As with the Loch Lomond section of the A82, it is presumed that Telford followed the Military Road, and that the same alignment is now the current (far from 'modern') A82. As we climb through Glen Falloch, it would seem that Telford followed the Military Road as far as the Eas Eonan. However, at this point the two routes diverged, Telford staying lower in the glen, roughly along the alignment of the 1930s route into Crianlarich. The old bridges that survive may be Telford's.
After passing Inveranan, the road changes from one last upgraded in the 1930s to a much wider modern route. However, for the most part, it is on the same alignment as the older road, with just a few deviations. The old bridge and alignment across the Dubh Eas at Glen Falloch House survive, and then half a mile or so north the old road follows the river bank around a meander which the modern route crosses twice to provide a straight road.
The Forestry Car Park at the Falls of Falloch is partly on the old road, but then it is a mile before proper evidence reappears. However, in a couple of places, the boundary fence for the roadway deviates into the trees, suggesting where old bends have been straightened out. The old bridge across the Eas Eonan survives, between the modern road and the railway, but the bridge across the railway itself is long gone. Just to the north, however, is one of the best pieces of the old road, past Carmyle Cottage, where the white lines and cats eyes survive, and the tarmac still looks fresh. Perhaps it was only a couple of years old when the new road was built.
Again, the boundary fences provide a hint of former bends now straightened, but there is no tarmac visible on the edge of the road, except for one loop running very close to the railway line, and a layby or two, now providing parking for walkers. As we enter Crianlarich, however, the road narrows, becomes much twistier and descends into the village on the 1930s alignment, but then there is nowhere else for it to go - except the proposed bypass!
Even though Loch Lomond is left behind at Adrlui, it is another couple of miles north at Inveranan where the road starts to improve. We suddenly emerge from the tree lined, narrow road of old onto a wider, verge-lined highway that follows a series of sweeping bends as it starts to climb up Glen Falloch. We are still less than 20 m above sea level as we cross the Dubh Eas on a new road, the old bridge lying next to the House of Glen Falloch.

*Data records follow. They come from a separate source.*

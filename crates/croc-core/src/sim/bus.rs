use alloc::boxed::Box;
use alloc::collections::BTreeMap;
use alloc::vec::Vec;
use core::any::Any;

use embedded_hal::i2c::{ErrorKind, ErrorType, I2c, NoAcknowledgeSource, Operation};

/// A device model attached to [`SimI2cBus`].
///
/// `write` receives every write operation verbatim (register pointer first);
/// `read` fills the buffer. Returning `false` NACKs the operation.
pub trait SimDevice: Any {
    fn write(&mut self, data: &[u8]) -> bool;
    fn read(&mut self, buf: &mut [u8]) -> bool;
}

struct Slot {
    device: Box<dyn SimDevice>,
    offline: bool,
}

#[derive(Default)]
pub struct SimI2cBus {
    devices: BTreeMap<u8, Slot>,
}

impl SimI2cBus {
    pub fn new() -> Self {
        Self::default()
    }

    pub fn attach(&mut self, address: u8, device: impl SimDevice) {
        self.devices.insert(
            address,
            Slot {
                device: Box::new(device),
                offline: false,
            },
        );
    }

    /// An offline device NACKs its address, as if it were unplugged.
    pub fn set_offline(&mut self, address: u8, offline: bool) {
        if let Some(slot) = self.devices.get_mut(&address) {
            slot.offline = offline;
        }
    }

    pub fn device_mut<D: SimDevice>(&mut self, address: u8) -> Option<&mut D> {
        let slot = self.devices.get_mut(&address)?;
        let any: &mut dyn Any = slot.device.as_mut();
        any.downcast_mut::<D>()
    }
}

impl ErrorType for SimI2cBus {
    type Error = ErrorKind;
}

impl I2c for SimI2cBus {
    fn transaction(
        &mut self,
        address: u8,
        operations: &mut [Operation<'_>],
    ) -> Result<(), Self::Error> {
        let slot = self
            .devices
            .get_mut(&address)
            .filter(|slot| !slot.offline)
            .ok_or(ErrorKind::NoAcknowledge(NoAcknowledgeSource::Address))?;

        for op in operations {
            let ok = match op {
                Operation::Write(data) => slot.device.write(data),
                Operation::Read(buf) => slot.device.read(buf),
            };
            if !ok {
                return Err(ErrorKind::NoAcknowledge(NoAcknowledgeSource::Data));
            }
        }
        Ok(())
    }
}

/// Plain register file: each register holds whatever was last written to it.
#[derive(Default)]
pub struct SimRegisterFile {
    registers: BTreeMap<u8, Vec<u8>>,
    pointer: u8,
}

impl SimRegisterFile {
    pub fn new() -> Self {
        Self::default()
    }

    pub fn set(&mut self, reg: u8, value: &[u8]) {
        self.registers.insert(reg, value.to_vec());
    }

    pub fn get(&self, reg: u8) -> Option<&[u8]> {
        self.registers.get(&reg).map(Vec::as_slice)
    }
}

impl SimDevice for SimRegisterFile {
    fn write(&mut self, data: &[u8]) -> bool {
        if let Some((&reg, value)) = data.split_first() {
            self.pointer = reg;
            if !value.is_empty() {
                self.set(reg, value);
            }
        }
        true
    }

    fn read(&mut self, buf: &mut [u8]) -> bool {
        buf.fill(0);
        if let Some(value) = self.registers.get(&self.pointer) {
            let n = value.len().min(buf.len());
            buf[..n].copy_from_slice(&value[..n]);
        }
        true
    }
}

#[cfg(test)]
mod tests {
    use super::*;

    #[test]
    fn test_missing_and_offline_devices_nack() {
        let mut bus = SimI2cBus::new();
        bus.attach(0x10, SimRegisterFile::new());
        assert!(bus.write(0x10, &[]).is_ok());
        assert_eq!(
            bus.write(0x11, &[]),
            Err(ErrorKind::NoAcknowledge(NoAcknowledgeSource::Address))
        );
        bus.set_offline(0x10, true);
        assert!(bus.write(0x10, &[]).is_err());
    }

    #[test]
    fn test_downcast() {
        let mut bus = SimI2cBus::new();
        bus.attach(0x10, SimRegisterFile::new());
        bus.write(0x10, &[0x01, 0xAB]).unwrap();
        let regs = bus.device_mut::<SimRegisterFile>(0x10).unwrap();
        assert_eq!(regs.get(0x01), Some(&[0xAB][..]));
    }
}
//! Blocking UART adapter for the Iridium 9603
//!
//! The modem driver in `croc_core` talks `embedded_io` and only reads after
//! `read_ready` reports a byte, so a blocking esp-hal UART is enough.

use embedded_io::{ErrorKind, ErrorType, Read, ReadReady, Write};
use esp_hal::Blocking;
use esp_hal::uart::Uart;

#[derive(Debug, Clone, Copy, PartialEq, Eq)]
pub enum SerialError {
    Rx,
    Tx,
}

impl embedded_io::Error for SerialError {
    fn kind(&self) -> ErrorKind {
        ErrorKind::Other
    }
}

pub struct ModemSerial<'d> {
    uart: Uart<'d, Blocking>,
}

impl<'d> ModemSerial<'d> {
    pub fn new(uart: Uart<'d, Blocking>) -> Self {
        Self { uart }
    }
}

impl ErrorType for ModemSerial<'_> {
    type Error = SerialError;
}

impl Read for ModemSerial<'_> {
    fn read(&mut self, buf: &mut [u8]) -> Result<usize, Self::Error> {
        if buf.is_empty() {
            return Ok(0);
        }
        self.uart.read(buf).map_err(|_| SerialError::Rx)
    }
}

impl ReadReady for ModemSerial<'_> {
    fn read_ready(&mut self) -> Result<bool, Self::Error> {
        Ok(self.uart.read_ready())
    }
}

impl Write for ModemSerial<'_> {
    fn write(&mut self, buf: &[u8]) -> Result<usize, Self::Error> {
        self.uart.write(buf).map_err(|_| SerialError::Tx)
    }

    fn flush(&mut self) -> Result<(), Self::Error> {
        self.uart.flush().map_err(|_| SerialError::Tx)
    }
}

A little further north, the road crosses the River Falloch twice in quick succession as it cuts across a tight meander in the river. The old road goes round, and then stays closer to the river through the Falls of Falloch forestry car park. There is another cut-off with an old bridge as the new road crosses the Eas Eonan, and then the road crosses the Railway line. As far as can be seen, the new bridge is located on the site of the original structure. The long cut off past Carmyle Cottage survives, but after that, apart from a number of laybys, there is just one more cut off before we reach Crianlarich.